Le retrait fait suite à une recommandation de l’Union internationale pour la conservation de la nature (IUCN), en sa qualité d’organisme consultatif clé auprès du Comité du patrimoine mondial de l’UNESCO, particulièrement pour les sites naturels. Un rapport stipulant des engagements à honorer par le pays a été établi, au premier semestre de l’année.
Des recommandations s’imposent à l’État, partie à la Convention de l’UNESCO, et au gestionnaire des biens retirés de la Liste du patrimoine en danger. « Nous mobiliserons tous les moyens possibles pour faire baisser ou enrayer les pressions sur les sites », a souligné Ollier Andrianambinina, chef de département communication et système d’information chez MNP, à Mongabay, au téléphone.
« Parce que rien ne se crée, rien ne se perd, tout se transforme », l’approche à adopter consiste à renforcer davantage les mesures déjà en application. Elles incluent l’augmentation du nombre de survols de drones sur les zones sensibles et de la fréquence des patrouilles pour renforcer la surveillance. « Nous connaissons déjà les zones à risque. Nous les avons bien à l’œil. Les lieux de braconnage sont géolocalisés », a dit le responsable qui évite de franchir les limites du domaine de sa responsabilité.
Pour le cas de Masoala en particulier, un poste de surveillance supplémentaire sera créé pour ramener à six leur nombre. « Ceci suppose plus d’équipes opérationnelles et plus de patrouilles sur le terrain », a ajouté le fonctionnaire du MNP, qui reste confiant, quant à l’atteinte des objectifs. « Nous y arriverons avec une bonne dose de volonté », a-t-il affirmé.
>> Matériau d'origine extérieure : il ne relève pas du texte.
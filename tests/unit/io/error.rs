//! Tests for error classification, source chaining and message formatting

#[cfg(test)]
mod tests {
    use pbrmaps::io::error::{WithPath, invalid_kernel, invalid_parameter};
    use pbrmaps::{ErrorKind, TextureError};
    use std::error::Error;
    use std::path::PathBuf;

    // Tests error source chaining works correctly
    // Verified by breaking source chain
    #[test]
    fn test_error_source_chain() {
        let io_error = std::io::Error::new(std::io::ErrorKind::NotFound, "file not found");
        let error = TextureError::FileSystem {
            path: "/tmp/out".into(),
            operation: "create directory",
            source: io_error,
        };

        assert!(error.source().is_some());
        assert_eq!(error.kind(), ErrorKind::Save);
        assert!(
            TextureError::MissingInput {
                path: "a.png".into()
            }
            .source()
            .is_none()
        );
    }

    // Tests every variant maps to its category
    // Verified by classifying missing input as a data error
    #[test]
    fn test_kinds() {
        assert_eq!(
            TextureError::MissingInput {
                path: PathBuf::from("a.png")
            }
            .kind(),
            ErrorKind::Load
        );
        assert_eq!(
            invalid_kernel("sobel gradient", 7, "extent must be 3 or 5").kind(),
            ErrorKind::Configuration
        );
        assert_eq!(
            TextureError::DimensionMismatch {
                operation: "merge",
                expected: "4x4".to_string(),
                actual: "4x3".to_string(),
            }
            .kind(),
            ErrorKind::Data
        );
    }

    // Tests InvalidParameter error contains all fields
    // Verified by omitting value from message
    #[test]
    fn test_invalid_parameter_error() {
        let error = invalid_parameter("ao_radius", &-1.0, &"must be >= 0");

        let message = error.to_string();
        assert!(message.contains("ao_radius"));
        assert!(message.contains("-1"));
        assert!(message.contains("must be >= 0"));
    }

    // Tests InvalidKernel message names the operation and extent
    // Verified by omitting size from message
    #[test]
    fn test_invalid_kernel_message() {
        let message = invalid_kernel("gaussian blur", 4, "extent must be odd").to_string();
        assert!(message.contains("gaussian blur"));
        assert!(message.contains('4'));
        assert!(message.contains("odd"));
    }

    // Tests ImageExport error with IO source
    // Verified by excluding source error from message
    #[test]
    fn test_image_export_error() {
        let image_error = image::ImageError::IoError(std::io::Error::new(
            std::io::ErrorKind::PermissionDenied,
            "access denied",
        ));
        let error = TextureError::ImageExport {
            path: PathBuf::from("out/wall_AO.png"),
            source: image_error,
        };

        let message = error.to_string();
        assert!(message.contains("wall_AO.png"));
        assert!(message.contains("access denied"));
        assert_eq!(error.kind(), ErrorKind::Save);
    }

    // Tests conversions carry a placeholder path until one is attached
    // Verified by leaving the placeholder in place
    #[test]
    fn test_with_path() {
        let converted: TextureError = std::io::Error::other("disk full").into();
        assert!(converted.to_string().contains("<unknown>"));

        let result: Result<(), std::io::Error> = Err(std::io::Error::other("disk full"));
        let error = result.with_path(std::path::Path::new("maps")).unwrap_err();
        assert!(error.to_string().contains("'maps'"));
    }
}
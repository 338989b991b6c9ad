//! Tests for stage progress tracking

#[cfg(test)]
mod tests {
    use pbrmaps::io::progress::ProgressManager;
    use pbrmaps::pipeline::{Stage, StageObserver};
    use std::path::Path;

    // Tests each finished stage advances the bar by one
    // Verified by advancing on stage start as well
    #[test]
    fn test_stage_notifications_advance() {
        let mut pm = ProgressManager::new();
        pm.start_file(Path::new("textures/wall.png"));

        for stage in Stage::ALL {
            pm.stage_started(stage);
            pm.stage_finished(stage);
        }
        assert_eq!(pm.position(), Stage::ALL.len() as u64);
        pm.finish();
    }

    // Tests starting a file resets the position
    // Verified by keeping the previous position
    #[test]
    fn test_start_file_resets() {
        let mut pm = ProgressManager::default();
        pm.stage_finished(Stage::Decode);
        pm.stage_finished(Stage::Delight);
        assert_eq!(pm.position(), 2);

        pm.start_file(Path::new("next.png"));
        assert_eq!(pm.position(), 0);
        pm.finish();
    }
}
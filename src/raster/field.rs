//! Single-channel scalar field backed by a row-major `Array2<f32>`

use crate::io::error::{Result, TextureError};
use crate::raster::{Quantize, quantize_sample};
use image::{DynamicImage, GrayImage, Luma};
use ndarray::{Array2, Zip};

/// A width × height grid of `f32` samples, indexed `[row, col]`
///
/// Luminance, curvature, gradients and the scalar output maps all use this
/// type. Samples are not required to lie in [0, 1]; generators clamp their
/// final output.
#[derive(Debug, Clone, PartialEq)]
pub struct ScalarField {
    data: Array2<f32>,
}

impl ScalarField {
    /// Wrap an existing array of shape (height, width)
    pub const fn new(data: Array2<f32>) -> Self {
        Self { data }
    }

    /// Create a field where every sample holds `value`
    pub fn filled(width: usize, height: usize, value: f32) -> Self {
        Self {
            data: Array2::from_elem((height, width), value),
        }
    }

    /// Build a field from row-major samples
    ///
    /// # Errors
    ///
    /// Returns an error if `samples.len()` differs from `width * height`
    pub fn from_vec(width: usize, height: usize, samples: Vec<f32>) -> Result<Self> {
        let actual = samples.len();
        Array2::from_shape_vec((height, width), samples)
            .map(Self::new)
            .map_err(|_shape_error| TextureError::DimensionMismatch {
                operation: "scalar field construction",
                expected: format!("{} samples ({width}x{height})", width * height),
                actual: format!("{actual} samples"),
            })
    }

    /// Number of columns
    pub fn width(&self) -> usize {
        self.data.ncols()
    }

    /// Number of rows
    pub fn height(&self) -> usize {
        self.data.nrows()
    }

    /// Shared view of the underlying array
    pub const fn data(&self) -> &Array2<f32> {
        &self.data
    }

    /// Sample at column `x`, row `y`
    pub fn get(&self, x: usize, y: usize) -> Option<f32> {
        self.data.get([y, x]).copied()
    }

    /// Arithmetic mean of all samples, zero for an empty field
    ///
    /// Accumulates in `f64` so a constant field averages to exactly its value.
    pub fn mean(&self) -> f32 {
        if self.data.is_empty() {
            return 0.0;
        }
        let total: f64 = self.data.iter().map(|&v| f64::from(v)).sum();
        (total / self.data.len() as f64) as f32
    }

    /// Apply `f` to every sample, producing a new field
    pub fn map(&self, f: impl Fn(f32) -> f32) -> Self {
        Self {
            data: self.data.mapv(f),
        }
    }

    /// Combine two fields of identical shape sample by sample
    ///
    /// Both fields must come from the same source raster; shapes are equal by
    /// construction everywhere inside the pipeline.
    pub fn zip_map(&self, other: &Self, f: impl Fn(f32, f32) -> f32) -> Self {
        Self {
            data: Zip::from(&self.data)
                .and(&other.data)
                .map_collect(|&a, &b| f(a, b)),
        }
    }

    /// Copy with every sample clamped to [0, 1]
    pub fn clamped(&self) -> Self {
        self.map(|v| num_traits::clamp(v, 0.0, 1.0))
    }

    /// Whether both fields describe the same grid
    pub fn same_shape(&self, other: &Self) -> bool {
        self.data.dim() == other.data.dim()
    }
}

impl Quantize for ScalarField {
    fn channel_count(&self) -> usize {
        1
    }

    fn quantize(&self) -> DynamicImage {
        let mut image = GrayImage::new(self.width() as u32, self.height() as u32);
        for ((row, col), &value) in self.data.indexed_iter() {
            image.put_pixel(col as u32, row as u32, Luma([quantize_sample(value)]));
        }
        DynamicImage::ImageLuma8(image)
    }
}
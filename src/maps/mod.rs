//! Map generators: each takes read-only input and returns a new raster

/// Lighting removal for the base color map
pub mod albedo;
/// Height/displacement from luminance
pub mod height;
/// Tangent-space normals by frequency-separated gradients
pub mod normal;
/// Multi-scale valley detection for ambient occlusion
pub mod occlusion;
/// Curvature-augmented roughness curve
pub mod roughness;

pub use albedo::{DelightParameters, delight_albedo};
pub use height::{HeightParameters, generate_height_map};
pub use normal::{NormalParameters, generate_normal_map};
pub use occlusion::{OcclusionParameters, generate_ao_map};
pub use roughness::{RoughnessParameters, generate_roughness_map};

use crate::io::error::{Result, invalid_parameter};

pub(crate) fn ensure_range(parameter: &'static str, value: f32, min: f32, max: f32) -> Result<()> {
    if value.is_finite() && (min..=max).contains(&value) {
        Ok(())
    } else {
        Err(invalid_parameter(
            parameter,
            &value,
            &format!("must be a finite value in [{min}, {max}]"),
        ))
    }
}

pub(crate) fn ensure_non_negative(parameter: &'static str, value: f32) -> Result<()> {
    if value.is_finite() && value >= 0.0 {
        Ok(())
    } else {
        Err(invalid_parameter(
            parameter,
            &value,
            &"must be finite and non-negative",
        ))
    }
}
//! Sequencing of one pipeline run
//!
//! The order is fixed: decode, delight the original RGB, derive luminance
//! from the original RGB, derive the four data maps from that luminance, then
//! save. All maps are computed in memory before the first file is written, so
//! a decode or configuration failure leaves no output behind.

use crate::color::luminance;
use crate::io::error::{Result, invalid_parameter};
use crate::io::image::{OutputFormat, ensure_directory, load_rgb, save_raster};
use crate::maps::{
    albedo::lighting_kernel_size, delight_albedo, generate_ao_map, generate_height_map,
    generate_normal_map, generate_roughness_map, occlusion::occlusion_kernel_sizes,
};
use crate::pipeline::config::PipelineConfig;
use crate::pipeline::map_set::GeneratedMapSet;
use crate::pipeline::naming::MapKind;
use crate::pipeline::stage::{Stage, StageObserver};
use crate::raster::RgbRaster;
use std::path::{Path, PathBuf};
use tracing::{debug, info};

/// Paths written by one run, in save order
#[derive(Debug, Clone, PartialEq, Eq)]
pub struct OutputManifest {
    files: Vec<(MapKind, PathBuf)>,
}

impl OutputManifest {
    /// Path written for `kind`
    pub fn path(&self, kind: MapKind) -> Option<&Path> {
        self.files
            .iter()
            .find(|(k, _)| *k == kind)
            .map(|(_, p)| p.as_path())
    }

    /// Every written file paired with its kind
    pub fn files(&self) -> &[(MapKind, PathBuf)] {
        &self.files
    }
}

fn run_stage<T>(
    observer: &mut dyn StageObserver,
    stage: Stage,
    work: impl FnOnce() -> Result<T>,
) -> Result<T> {
    observer.stage_started(stage);
    let output = work()?;
    observer.stage_finished(stage);
    Ok(output)
}

/// Derive the full map set from an already decoded raster
///
/// # Errors
///
/// Returns an error if any parameter in `config` is out of range; nothing is
/// computed in that case
pub fn generate_maps(
    source: &RgbRaster,
    config: &PipelineConfig,
    observer: &mut dyn StageObserver,
) -> Result<GeneratedMapSet> {
    config.validate()?;

    debug!(
        lighting_kernel = lighting_kernel_size(source.width(), source.height()),
        ao_kernels = ?occlusion_kernel_sizes(config.occlusion.radius),
        "kernel extents"
    );

    let albedo = run_stage(observer, Stage::Delight, || {
        delight_albedo(source, config.delight)
    })?;
    let gray = run_stage(observer, Stage::Luminance, || Ok(luminance(source)))?;
    let normal = run_stage(observer, Stage::Normal, || {
        generate_normal_map(&gray, config.normal)
    })?;
    let roughness = run_stage(observer, Stage::Roughness, || {
        generate_roughness_map(&gray, config.roughness)
    })?;
    let ambient_occlusion = run_stage(observer, Stage::Occlusion, || {
        generate_ao_map(&gray, config.occlusion)
    })?;
    let height = run_stage(observer, Stage::Height, || {
        generate_height_map(&gray, config.height)
    })?;

    let maps = GeneratedMapSet::new(albedo, normal, roughness, ambient_occlusion, height);
    let (map_width, map_height) = maps.dimensions();
    debug!(width = map_width, height = map_height, "map set generated");
    Ok(maps)
}

/// Basename used for every output of `input`
///
/// # Errors
///
/// Returns an error if the path has no usable file stem
pub fn output_basename(input: &Path) -> Result<String> {
    input
        .file_stem()
        .and_then(|s| s.to_str())
        .filter(|s| !s.is_empty())
        .map(str::to_string)
        .ok_or_else(|| {
            invalid_parameter(
                "input",
                &input.display(),
                &"path has no file name to derive output names from",
            )
        })
}

/// The five paths a run on `input` would write
///
/// # Errors
///
/// Returns an error if the input path has no usable file stem
pub fn output_paths(
    input: &Path,
    output_dir: &Path,
    format: OutputFormat,
) -> Result<Vec<(MapKind, PathBuf)>> {
    let basename = output_basename(input)?;
    Ok(MapKind::ALL
        .into_iter()
        .map(|kind| (kind, kind.output_path(output_dir, &basename, format)))
        .collect())
}

/// Write a generated set into `output_dir`
///
/// Files already written stay on disk if a later write fails.
///
/// # Errors
///
/// Returns an error if the directory cannot be created or any map cannot be
/// encoded or written
pub fn save_map_set(
    maps: &GeneratedMapSet,
    basename: &str,
    output_dir: &Path,
    format: OutputFormat,
) -> Result<OutputManifest> {
    ensure_directory(output_dir)?;

    let mut files = Vec::with_capacity(MapKind::ALL.len());
    for (kind, raster) in maps.iter() {
        let path = kind.output_path(output_dir, basename, format);
        save_raster(raster, &path, format)?;
        info!(map = kind.name(), path = %path.display(), "wrote map");
        files.push((kind, path));
    }
    Ok(OutputManifest { files })
}

/// Run the full pipeline on one image file
///
/// # Errors
///
/// Returns an error if:
/// - Any parameter in `config` is out of range (checked first)
/// - The input is missing or cannot be decoded; no file is written
/// - The output directory or any map cannot be written
pub fn process_image(
    input: &Path,
    output_dir: &Path,
    config: &PipelineConfig,
    format: OutputFormat,
    observer: &mut dyn StageObserver,
) -> Result<OutputManifest> {
    config.validate()?;
    let basename = output_basename(input)?;

    let source = run_stage(observer, Stage::Decode, || load_rgb(input))?;
    info!(
        input = %input.display(),
        width = source.width(),
        height = source.height(),
        "decoded source image"
    );

    let maps = generate_maps(&source, config, observer)?;
    drop(source);

    run_stage(observer, Stage::Save, || {
        save_map_set(&maps, &basename, output_dir, format)
    })
}
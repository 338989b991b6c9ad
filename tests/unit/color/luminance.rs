//! Tests for Rec. 601 luminance

#[cfg(test)]
mod tests {
    use pbrmaps::color::luminance;
    use pbrmaps::color::luminance::{LUMA_WEIGHTS, luminance_of};
    use pbrmaps::raster::RgbRaster;

    // Tests weights sum to one so neutral grays keep their value
    // Verified by swapping the green and blue weights
    #[test]
    fn test_weights() {
        let total: f32 = LUMA_WEIGHTS.iter().sum();
        assert!((total - 1.0).abs() < 1e-6);
        assert!((luminance_of([1.0, 0.0, 0.0]) - 0.299).abs() < 1e-7);
        assert!((luminance_of([0.0, 1.0, 0.0]) - 0.587).abs() < 1e-7);
        assert!((luminance_of([0.0, 0.0, 1.0]) - 0.114).abs() < 1e-7);
    }

    // Tests a gray raster collapses to the same gray
    // Verified by averaging channels equally
    #[test]
    fn test_gray_raster() {
        let field = luminance(&RgbRaster::filled(5, 4, [0.5, 0.5, 0.5]));

        assert_eq!((field.width(), field.height()), (5, 4));
        assert!(field.data().iter().all(|&v| (v - 0.5).abs() < 1e-6));
    }

    // Tests each pixel is weighted independently
    // Verified by reading the first pixel for every output sample
    #[test]
    fn test_per_pixel() {
        let raster = RgbRaster::from_vec(2, 1, vec![1.0, 0.0, 0.0, 0.0, 0.0, 1.0]).unwrap();
        let field = luminance(&raster);

        assert!((field.get(0, 0).unwrap() - 0.299).abs() < 1e-7);
        assert!((field.get(1, 0).unwrap() - 0.114).abs() < 1e-7);
    }
}
//! Image decoding and encoding at the pipeline boundary

use crate::io::error::{Result, TextureError, WithPath};
use crate::raster::{Quantize, RgbRaster};
use image::ImageFormat;
use std::path::Path;

/// Encoding used for every map written by one run
#[derive(Debug, Clone, Copy, PartialEq, Eq, Default, clap::ValueEnum)]
pub enum OutputFormat {
    /// Lossless PNG
    #[default]
    Png,
    /// Baseline JPEG
    Jpeg,
    /// Truevision TGA
    Tga,
    /// Windows bitmap
    Bmp,
}

impl OutputFormat {
    /// File extension without the leading dot
    pub const fn extension(self) -> &'static str {
        match self {
            Self::Png => "png",
            Self::Jpeg => "jpg",
            Self::Tga => "tga",
            Self::Bmp => "bmp",
        }
    }

    /// Encoder selector for the `image` crate
    pub const fn image_format(self) -> ImageFormat {
        match self {
            Self::Png => ImageFormat::Png,
            Self::Jpeg => ImageFormat::Jpeg,
            Self::Tga => ImageFormat::Tga,
            Self::Bmp => ImageFormat::Bmp,
        }
    }
}

/// Decode an image file into a normalized RGB raster
///
/// Alpha, if present, is discarded.
///
/// # Errors
///
/// Returns an error if:
/// - The path does not exist or is not a regular file
/// - The file cannot be read or decoded as an image
pub fn load_rgb(path: &Path) -> Result<RgbRaster> {
    if !path.is_file() {
        return Err(TextureError::MissingInput {
            path: path.to_path_buf(),
        });
    }

    let decoded = image::open(path).with_path(path)?;

    Ok(RgbRaster::from_dynamic(&decoded))
}

/// Quantize a raster and write it to `path`
///
/// # Errors
///
/// Returns an error if the image cannot be encoded or written
pub fn save_raster(raster: &dyn Quantize, path: &Path, format: OutputFormat) -> Result<()> {
    raster
        .quantize()
        .save_with_format(path, format.image_format())
        .map_err(|e| TextureError::ImageExport {
            path: path.to_path_buf(),
            source: e,
        })
}

/// Create `dir` and any missing parents
///
/// # Errors
///
/// Returns an error if the directory cannot be created
pub fn ensure_directory(dir: &Path) -> Result<()> {
    std::fs::create_dir_all(dir).map_err(|e| TextureError::FileSystem {
        path: dir.to_path_buf(),
        operation: "create directory",
        source: e,
    })
}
Les patrimoines mondiaux sont, de fait, soumis à l’évaluation tous les trois ans.

La déforestation continue…
Malgré l’euphorie et l’optimisme suscités par l’annonce du retrait, la sortie définitive de l’auberge est loin d’être ponctuelle et les autorités le reconnaissent. « Mais on ne se voile pas la face. Les défis restent immenses. La déforestation continue de ravager nos forêts à un rythme alarmant. Les réseaux de trafic sont plus organisés, mieux équipés et plus rapides que nos dispositifs de contrôle. On le sait. On le vit », a dit Fontaine.
Le ministre stimule la motivation et l’élan collectifs face à l’immensité de la tâche. « Cette sortie de la Liste en péril ne doit pas nous endormir. Il ne suffit pas d’avoir réussi une étape. Il faut maintenant tenir, protéger, consolider, aller plus loin, être plus stratégique et plus solidaire. Je reste convaincu que, si nous faisons bloc à tous les niveaux de l’État et avec nos partenaires, nous y arriverons. On peut être fiers. Mais on doit aussi rester lucides ».
Sur le terrain, les forêts se dégradent sans cesse en dépit de la clairvoyance d’Andrianambinina, qui met l’accent sur la mise en œuvre des mesures correctives et de suivi. Pour l’heure, même s’il dit qu’il n’y a rien à craindre à l’intérieur de ces grands blocs forestiers, la surveillance du Parc national de Zahamena, situé à l’Est de la ville d’Ambatondrazaka, à environ 200 kilomètres au nord-est d’Antananarivo, sera décuplée.
Les exploitants des bois précieux et les défricheurs ne chômeront de sitôt dans la commune rurale de Manakambahiny Atsinanana, à une soixantaine de kilomètres à l’Est d’Ambatondrazaka, et ses environs. Sur la section orientale de la commune, se trouve le Parc national de Sahamalaza, une autre aire protégée entre les mains du MNP. Zahamena et Sahamala sont adjacents. Le dernier est sur la liste des proies faciles des hordes de bucherons clandestins.
Les quelque 5 000 habitants de Sahamalaza ne trouvent de quoi manger qu’en coupant des arbres pour les vendre à un prix modique, mais pas assez pour se procurer des vivres, surtout quand la récolte du riz est mauvaise. Les conditions climatiques devenues de plus en plus instables leur jouent des tours, année après année. Les pères de famille se convertissent donc en bucherons pour compenser le manque. Un homme abat facilement trois à quatre troncs d’arbre par jour.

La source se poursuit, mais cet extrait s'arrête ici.